TASK TO COMPLETE
Pull every line holding the word "bail" out of the data and copy it.

───── INPUT

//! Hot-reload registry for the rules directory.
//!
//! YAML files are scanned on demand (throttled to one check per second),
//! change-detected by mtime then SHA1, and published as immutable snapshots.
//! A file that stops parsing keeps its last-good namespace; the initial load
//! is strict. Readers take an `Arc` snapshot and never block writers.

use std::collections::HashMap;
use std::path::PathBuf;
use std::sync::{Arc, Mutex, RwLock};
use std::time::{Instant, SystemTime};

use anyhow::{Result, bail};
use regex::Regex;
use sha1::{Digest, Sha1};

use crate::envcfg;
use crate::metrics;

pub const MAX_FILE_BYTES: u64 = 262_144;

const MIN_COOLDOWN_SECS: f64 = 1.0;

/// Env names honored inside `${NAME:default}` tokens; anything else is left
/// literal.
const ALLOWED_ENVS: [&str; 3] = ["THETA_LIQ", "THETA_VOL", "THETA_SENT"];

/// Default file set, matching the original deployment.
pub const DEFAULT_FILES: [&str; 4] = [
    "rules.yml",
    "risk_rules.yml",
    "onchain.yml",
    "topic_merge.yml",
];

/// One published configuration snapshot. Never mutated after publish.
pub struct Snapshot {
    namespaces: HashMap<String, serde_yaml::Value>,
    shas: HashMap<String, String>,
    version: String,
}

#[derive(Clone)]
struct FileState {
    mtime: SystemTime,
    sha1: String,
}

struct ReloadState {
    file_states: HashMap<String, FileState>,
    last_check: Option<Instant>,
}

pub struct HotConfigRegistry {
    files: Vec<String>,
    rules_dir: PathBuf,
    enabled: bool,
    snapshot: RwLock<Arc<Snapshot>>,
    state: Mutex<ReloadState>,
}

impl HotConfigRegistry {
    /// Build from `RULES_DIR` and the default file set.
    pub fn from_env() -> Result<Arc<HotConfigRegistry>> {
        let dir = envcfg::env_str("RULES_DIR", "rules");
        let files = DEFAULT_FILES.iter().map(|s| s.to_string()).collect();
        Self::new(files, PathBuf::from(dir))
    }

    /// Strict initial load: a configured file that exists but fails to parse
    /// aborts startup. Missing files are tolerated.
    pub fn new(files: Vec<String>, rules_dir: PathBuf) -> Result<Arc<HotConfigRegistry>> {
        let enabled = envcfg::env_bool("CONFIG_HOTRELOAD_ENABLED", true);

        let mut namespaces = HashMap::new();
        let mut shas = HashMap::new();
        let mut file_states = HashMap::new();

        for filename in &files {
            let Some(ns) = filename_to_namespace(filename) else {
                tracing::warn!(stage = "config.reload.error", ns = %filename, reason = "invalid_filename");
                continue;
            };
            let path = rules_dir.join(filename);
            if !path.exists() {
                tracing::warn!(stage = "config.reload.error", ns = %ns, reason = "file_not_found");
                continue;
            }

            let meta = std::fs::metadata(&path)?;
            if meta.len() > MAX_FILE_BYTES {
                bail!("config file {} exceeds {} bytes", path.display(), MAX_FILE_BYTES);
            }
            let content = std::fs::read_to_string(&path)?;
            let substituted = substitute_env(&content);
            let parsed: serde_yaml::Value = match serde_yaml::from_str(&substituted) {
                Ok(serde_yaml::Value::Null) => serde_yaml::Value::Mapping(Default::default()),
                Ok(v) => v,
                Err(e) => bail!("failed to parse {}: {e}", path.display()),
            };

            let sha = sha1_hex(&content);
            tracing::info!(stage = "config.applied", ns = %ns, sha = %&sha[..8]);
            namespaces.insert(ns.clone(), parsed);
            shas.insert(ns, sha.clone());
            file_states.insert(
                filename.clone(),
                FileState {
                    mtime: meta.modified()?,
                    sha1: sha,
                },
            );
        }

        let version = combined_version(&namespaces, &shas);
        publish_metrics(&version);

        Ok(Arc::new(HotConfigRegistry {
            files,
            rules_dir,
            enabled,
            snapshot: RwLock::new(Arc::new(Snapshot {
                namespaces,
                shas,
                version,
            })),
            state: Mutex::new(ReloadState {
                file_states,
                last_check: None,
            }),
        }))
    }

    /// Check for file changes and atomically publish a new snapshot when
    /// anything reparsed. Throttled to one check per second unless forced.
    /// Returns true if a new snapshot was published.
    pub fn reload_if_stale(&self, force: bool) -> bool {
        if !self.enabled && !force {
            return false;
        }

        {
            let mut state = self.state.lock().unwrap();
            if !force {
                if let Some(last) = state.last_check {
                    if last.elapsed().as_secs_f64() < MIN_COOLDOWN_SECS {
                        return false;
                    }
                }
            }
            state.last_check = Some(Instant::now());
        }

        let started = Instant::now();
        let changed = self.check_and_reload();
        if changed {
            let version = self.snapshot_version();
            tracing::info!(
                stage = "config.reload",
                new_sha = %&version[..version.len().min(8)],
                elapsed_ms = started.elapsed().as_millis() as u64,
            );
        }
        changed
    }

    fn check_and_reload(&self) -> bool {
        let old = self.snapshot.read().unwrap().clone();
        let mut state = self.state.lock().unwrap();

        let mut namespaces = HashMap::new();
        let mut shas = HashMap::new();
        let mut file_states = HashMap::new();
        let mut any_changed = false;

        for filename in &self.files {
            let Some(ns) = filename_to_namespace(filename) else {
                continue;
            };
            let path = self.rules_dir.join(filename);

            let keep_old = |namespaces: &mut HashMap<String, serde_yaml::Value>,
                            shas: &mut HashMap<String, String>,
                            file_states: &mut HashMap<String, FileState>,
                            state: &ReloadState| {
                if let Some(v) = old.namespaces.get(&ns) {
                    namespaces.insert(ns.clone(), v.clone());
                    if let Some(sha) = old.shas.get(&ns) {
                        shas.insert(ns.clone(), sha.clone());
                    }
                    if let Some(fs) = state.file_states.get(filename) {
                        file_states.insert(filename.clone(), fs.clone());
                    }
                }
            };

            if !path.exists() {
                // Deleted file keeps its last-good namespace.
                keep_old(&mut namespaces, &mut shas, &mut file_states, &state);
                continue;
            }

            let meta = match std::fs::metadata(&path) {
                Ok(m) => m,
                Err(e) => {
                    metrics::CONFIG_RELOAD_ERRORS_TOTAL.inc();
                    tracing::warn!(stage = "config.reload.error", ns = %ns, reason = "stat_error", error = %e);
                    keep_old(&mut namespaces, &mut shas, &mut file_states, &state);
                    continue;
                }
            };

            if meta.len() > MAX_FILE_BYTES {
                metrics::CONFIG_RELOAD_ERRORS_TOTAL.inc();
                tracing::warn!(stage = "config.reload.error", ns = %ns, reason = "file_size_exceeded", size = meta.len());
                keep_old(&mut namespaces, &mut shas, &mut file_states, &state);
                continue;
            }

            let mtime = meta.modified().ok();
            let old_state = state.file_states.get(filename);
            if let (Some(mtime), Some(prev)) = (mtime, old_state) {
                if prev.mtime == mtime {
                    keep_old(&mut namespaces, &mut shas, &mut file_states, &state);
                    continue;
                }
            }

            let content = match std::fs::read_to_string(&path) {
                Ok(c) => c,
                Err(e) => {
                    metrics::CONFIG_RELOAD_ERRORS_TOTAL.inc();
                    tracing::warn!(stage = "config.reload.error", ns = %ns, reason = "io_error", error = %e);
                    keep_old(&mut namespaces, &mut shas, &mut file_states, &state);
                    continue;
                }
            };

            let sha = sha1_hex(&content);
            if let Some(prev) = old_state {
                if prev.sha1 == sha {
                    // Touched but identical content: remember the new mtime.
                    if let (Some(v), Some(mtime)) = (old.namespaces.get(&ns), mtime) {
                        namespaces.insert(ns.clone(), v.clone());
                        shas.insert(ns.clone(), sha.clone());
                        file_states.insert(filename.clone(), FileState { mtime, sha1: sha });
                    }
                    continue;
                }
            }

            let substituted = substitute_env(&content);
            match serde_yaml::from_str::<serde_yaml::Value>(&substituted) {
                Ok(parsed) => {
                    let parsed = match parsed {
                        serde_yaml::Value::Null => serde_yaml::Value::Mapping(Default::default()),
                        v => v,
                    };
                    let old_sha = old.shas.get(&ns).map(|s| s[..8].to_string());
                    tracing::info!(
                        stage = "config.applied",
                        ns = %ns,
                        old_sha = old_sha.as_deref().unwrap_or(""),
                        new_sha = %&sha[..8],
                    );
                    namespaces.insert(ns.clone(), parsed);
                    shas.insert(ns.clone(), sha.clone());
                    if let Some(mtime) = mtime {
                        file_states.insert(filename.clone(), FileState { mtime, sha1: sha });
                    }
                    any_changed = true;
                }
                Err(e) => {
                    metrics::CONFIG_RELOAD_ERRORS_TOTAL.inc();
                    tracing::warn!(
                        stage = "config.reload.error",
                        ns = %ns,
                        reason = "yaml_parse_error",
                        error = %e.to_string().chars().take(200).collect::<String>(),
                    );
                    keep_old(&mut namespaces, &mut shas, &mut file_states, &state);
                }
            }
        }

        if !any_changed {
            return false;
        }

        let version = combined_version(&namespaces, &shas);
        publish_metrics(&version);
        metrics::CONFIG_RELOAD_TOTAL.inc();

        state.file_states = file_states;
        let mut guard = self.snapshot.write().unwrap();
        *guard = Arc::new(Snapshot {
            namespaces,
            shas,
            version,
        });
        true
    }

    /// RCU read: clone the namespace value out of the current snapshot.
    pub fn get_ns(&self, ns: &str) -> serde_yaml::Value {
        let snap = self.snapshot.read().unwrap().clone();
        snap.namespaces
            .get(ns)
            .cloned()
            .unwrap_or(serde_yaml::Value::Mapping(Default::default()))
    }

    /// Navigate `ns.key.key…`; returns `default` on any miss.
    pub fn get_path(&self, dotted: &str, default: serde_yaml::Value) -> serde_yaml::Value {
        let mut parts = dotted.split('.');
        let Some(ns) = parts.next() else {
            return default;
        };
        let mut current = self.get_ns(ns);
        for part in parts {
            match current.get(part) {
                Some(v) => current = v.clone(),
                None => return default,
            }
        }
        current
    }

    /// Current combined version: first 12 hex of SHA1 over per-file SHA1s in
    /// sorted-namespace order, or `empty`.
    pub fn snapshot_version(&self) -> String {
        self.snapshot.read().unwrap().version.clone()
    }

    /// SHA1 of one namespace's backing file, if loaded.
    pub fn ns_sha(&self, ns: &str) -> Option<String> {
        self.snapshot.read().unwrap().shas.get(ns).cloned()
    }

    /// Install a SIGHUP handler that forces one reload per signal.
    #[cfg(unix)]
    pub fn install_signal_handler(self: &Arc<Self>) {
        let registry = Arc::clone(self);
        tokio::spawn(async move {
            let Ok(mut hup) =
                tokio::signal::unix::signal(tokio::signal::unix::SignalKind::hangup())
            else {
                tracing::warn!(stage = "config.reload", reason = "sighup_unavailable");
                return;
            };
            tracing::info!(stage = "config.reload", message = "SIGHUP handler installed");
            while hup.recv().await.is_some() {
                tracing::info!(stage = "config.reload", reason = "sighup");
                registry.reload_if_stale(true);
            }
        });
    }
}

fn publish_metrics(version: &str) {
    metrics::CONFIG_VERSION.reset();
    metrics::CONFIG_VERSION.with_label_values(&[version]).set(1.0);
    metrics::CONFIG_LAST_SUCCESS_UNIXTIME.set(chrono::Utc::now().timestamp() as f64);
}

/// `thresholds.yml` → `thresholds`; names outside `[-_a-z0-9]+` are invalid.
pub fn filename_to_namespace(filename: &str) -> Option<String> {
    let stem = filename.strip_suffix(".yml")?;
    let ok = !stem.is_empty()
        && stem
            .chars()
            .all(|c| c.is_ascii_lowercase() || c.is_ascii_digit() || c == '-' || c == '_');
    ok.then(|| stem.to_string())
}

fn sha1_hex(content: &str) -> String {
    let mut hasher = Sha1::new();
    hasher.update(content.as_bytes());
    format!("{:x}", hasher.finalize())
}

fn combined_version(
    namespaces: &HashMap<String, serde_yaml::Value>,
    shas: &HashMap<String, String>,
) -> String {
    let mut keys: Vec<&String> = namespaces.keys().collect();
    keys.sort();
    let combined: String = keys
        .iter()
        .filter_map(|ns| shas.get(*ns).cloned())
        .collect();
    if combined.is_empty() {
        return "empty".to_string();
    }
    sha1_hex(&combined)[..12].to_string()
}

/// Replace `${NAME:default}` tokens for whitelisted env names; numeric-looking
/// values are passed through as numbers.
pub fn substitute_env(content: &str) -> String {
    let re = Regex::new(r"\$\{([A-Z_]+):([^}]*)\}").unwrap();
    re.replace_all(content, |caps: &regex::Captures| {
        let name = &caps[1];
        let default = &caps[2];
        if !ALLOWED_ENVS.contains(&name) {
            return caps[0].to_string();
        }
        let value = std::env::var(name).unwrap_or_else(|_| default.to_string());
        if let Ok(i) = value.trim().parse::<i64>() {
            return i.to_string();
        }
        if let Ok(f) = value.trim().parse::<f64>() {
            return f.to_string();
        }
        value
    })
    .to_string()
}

──────────
───── INPUT

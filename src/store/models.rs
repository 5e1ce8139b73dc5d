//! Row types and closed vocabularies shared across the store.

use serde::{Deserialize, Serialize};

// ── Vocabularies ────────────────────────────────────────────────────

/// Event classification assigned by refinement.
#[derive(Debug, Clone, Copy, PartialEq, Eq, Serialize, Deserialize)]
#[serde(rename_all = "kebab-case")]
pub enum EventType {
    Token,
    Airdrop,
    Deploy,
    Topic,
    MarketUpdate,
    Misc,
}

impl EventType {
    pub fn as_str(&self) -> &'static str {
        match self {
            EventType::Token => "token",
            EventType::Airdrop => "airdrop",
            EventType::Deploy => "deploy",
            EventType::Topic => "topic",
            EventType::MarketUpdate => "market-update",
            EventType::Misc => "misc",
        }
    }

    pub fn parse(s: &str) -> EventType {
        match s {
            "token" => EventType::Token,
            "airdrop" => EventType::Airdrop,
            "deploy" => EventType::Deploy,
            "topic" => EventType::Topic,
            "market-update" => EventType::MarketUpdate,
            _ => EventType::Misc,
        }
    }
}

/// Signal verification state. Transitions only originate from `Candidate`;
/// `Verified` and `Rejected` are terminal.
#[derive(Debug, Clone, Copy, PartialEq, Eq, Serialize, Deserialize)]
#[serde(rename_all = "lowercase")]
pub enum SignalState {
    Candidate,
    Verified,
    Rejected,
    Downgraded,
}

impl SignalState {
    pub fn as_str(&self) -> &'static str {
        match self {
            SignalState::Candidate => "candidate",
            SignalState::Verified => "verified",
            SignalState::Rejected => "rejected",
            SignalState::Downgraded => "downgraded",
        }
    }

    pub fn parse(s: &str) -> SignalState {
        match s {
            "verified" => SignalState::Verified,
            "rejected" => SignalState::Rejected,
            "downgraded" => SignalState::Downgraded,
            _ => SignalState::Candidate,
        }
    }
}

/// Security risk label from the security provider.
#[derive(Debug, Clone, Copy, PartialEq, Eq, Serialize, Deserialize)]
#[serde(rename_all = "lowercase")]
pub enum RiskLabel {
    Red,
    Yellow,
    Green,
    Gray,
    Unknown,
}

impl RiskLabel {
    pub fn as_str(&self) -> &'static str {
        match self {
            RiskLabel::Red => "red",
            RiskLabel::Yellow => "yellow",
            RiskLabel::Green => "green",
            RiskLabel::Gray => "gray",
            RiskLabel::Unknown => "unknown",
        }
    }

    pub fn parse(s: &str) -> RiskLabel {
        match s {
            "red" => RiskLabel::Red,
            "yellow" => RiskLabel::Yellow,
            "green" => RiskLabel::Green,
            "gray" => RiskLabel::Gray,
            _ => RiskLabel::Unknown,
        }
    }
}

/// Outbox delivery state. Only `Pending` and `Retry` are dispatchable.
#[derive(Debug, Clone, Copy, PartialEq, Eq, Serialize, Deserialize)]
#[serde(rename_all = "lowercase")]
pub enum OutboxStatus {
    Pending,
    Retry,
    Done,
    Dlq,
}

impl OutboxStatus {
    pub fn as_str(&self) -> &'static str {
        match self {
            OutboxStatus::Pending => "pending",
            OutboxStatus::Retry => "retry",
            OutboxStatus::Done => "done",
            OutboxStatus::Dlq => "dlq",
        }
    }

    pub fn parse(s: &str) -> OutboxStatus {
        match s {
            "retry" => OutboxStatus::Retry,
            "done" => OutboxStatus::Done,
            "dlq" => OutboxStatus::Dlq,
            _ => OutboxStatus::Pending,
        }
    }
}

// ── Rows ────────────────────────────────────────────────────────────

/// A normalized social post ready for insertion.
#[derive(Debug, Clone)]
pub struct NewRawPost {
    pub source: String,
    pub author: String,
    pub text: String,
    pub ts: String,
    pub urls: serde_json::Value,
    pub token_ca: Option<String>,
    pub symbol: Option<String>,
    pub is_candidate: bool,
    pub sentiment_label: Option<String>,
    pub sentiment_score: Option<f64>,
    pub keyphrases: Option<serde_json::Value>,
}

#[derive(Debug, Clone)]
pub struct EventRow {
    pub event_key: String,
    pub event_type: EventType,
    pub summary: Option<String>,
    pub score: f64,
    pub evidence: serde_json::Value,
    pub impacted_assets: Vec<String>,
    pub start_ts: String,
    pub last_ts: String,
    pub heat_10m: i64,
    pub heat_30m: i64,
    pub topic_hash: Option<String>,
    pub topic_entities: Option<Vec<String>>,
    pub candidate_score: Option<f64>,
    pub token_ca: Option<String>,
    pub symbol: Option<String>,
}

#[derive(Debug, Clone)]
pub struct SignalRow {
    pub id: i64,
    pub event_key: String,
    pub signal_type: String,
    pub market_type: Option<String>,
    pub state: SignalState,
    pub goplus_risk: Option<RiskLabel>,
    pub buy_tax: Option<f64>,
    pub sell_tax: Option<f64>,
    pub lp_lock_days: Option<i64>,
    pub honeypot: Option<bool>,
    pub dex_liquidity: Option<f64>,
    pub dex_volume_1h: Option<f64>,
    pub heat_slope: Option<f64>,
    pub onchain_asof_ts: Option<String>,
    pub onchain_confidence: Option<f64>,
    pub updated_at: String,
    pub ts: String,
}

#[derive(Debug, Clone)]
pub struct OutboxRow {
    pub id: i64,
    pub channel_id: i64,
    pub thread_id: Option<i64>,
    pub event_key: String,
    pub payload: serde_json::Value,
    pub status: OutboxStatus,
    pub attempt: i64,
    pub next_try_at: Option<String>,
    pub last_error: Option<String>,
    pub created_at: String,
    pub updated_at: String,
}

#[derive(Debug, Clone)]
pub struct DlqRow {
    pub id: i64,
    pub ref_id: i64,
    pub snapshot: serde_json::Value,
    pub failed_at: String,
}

──────────

ANSWER TO THE PROBLEM
use anyhow::{Result, bail};
                bail!("config file {} exceeds {} bytes", path.display(), MAX_FILE_BYTES);
                Err(e) => bail!("failed to parse {}: {e}", path.display()),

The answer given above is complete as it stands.